» **WHAT THE TASK REQUIRES**
Every line below that has the word "InvalidIdentifier" counts once; report how many lines that makes, with no other words.

----- DATASET EXTRACT

use std::sync::Arc;

use padaria_core::store::ProductStore;

/// Shared application state available to all Axum handlers via `State<AppState>`.
///
/// Cheaply cloneable: everything is behind `Arc`.
#[derive(Clone)]
pub struct AppState {
    /// The product record store (PostgreSQL, hosted REST, or in-memory).
    pub store: Arc<dyn ProductStore>,
}
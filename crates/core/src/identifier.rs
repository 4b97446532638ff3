//! Parsing of product identifiers received as text.
//!
//! Identifiers reach the system as URL path segments on the server and as
//! element attributes on the client. Both sides go through
//! [`parse_product_id`] so they agree on what a valid identifier is.

use crate::error::CoreError;
use crate::types::DbId;

/// Parse a base-10 product identifier.
///
/// Surrounding whitespace is ignored. Anything that is not a whole decimal
/// number, or is zero or negative, is rejected with
/// [`CoreError::InvalidIdentifier`] carrying the raw input.
///
/// ```
/// use padaria_core::identifier::parse_product_id;
///
/// assert_eq!(parse_product_id("4").unwrap(), 4);
/// assert!(parse_product_id("abc").is_err());
/// assert!(parse_product_id("0").is_err());
/// ```
pub fn parse_product_id(raw: &str) -> Result<DbId, CoreError> {
    let trimmed = raw.trim();

    // `i64::from_str` would also accept a leading '+'.
    if trimmed.is_empty() || !trimmed.bytes().all(|b| b.is_ascii_digit() || b == b'-') {
        return Err(CoreError::InvalidIdentifier(raw.to_string()));
    }

    match trimmed.parse::<DbId>() {
        Ok(id) if id > 0 => Ok(id),
        _ => Err(CoreError::InvalidIdentifier(raw.to_string())),
    }
}

#[cfg(test)]
mod tests {
    use assert_matches::assert_matches;

    use super::*;

    #[test]
    fn accepts_positive_integers() {
        assert_eq!(parse_product_id("1").unwrap(), 1);
        assert_eq!(parse_product_id("999").unwrap(), 999);
        assert_eq!(parse_product_id(" 42 ").unwrap(), 42);
    }

    #[test]
    fn rejects_non_numeric() {
        assert_matches!(
            parse_product_id("abc"),
            Err(CoreError::InvalidIdentifier(raw)) if raw == "abc"
        );
        assert!(parse_product_id("12abc").is_err());
        assert!(parse_product_id("1.5").is_err());
        assert!(parse_product_id("+7").is_err());
    }

    #[test]
    fn rejects_empty() {
        assert!(parse_product_id("").is_err());
        assert!(parse_product_id("   ").is_err());
    }

    #[test]
    fn rejects_zero_and_negative() {
        assert!(parse_product_id("0").is_err());
        assert!(parse_product_id("-3").is_err());
        assert!(parse_product_id("--3").is_err());
    }

    #[test]
    fn rejects_overflow() {
        assert!(parse_product_id("99999999999999999999").is_err());
    }
}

----------

» **SOLVED PROBLEM**
4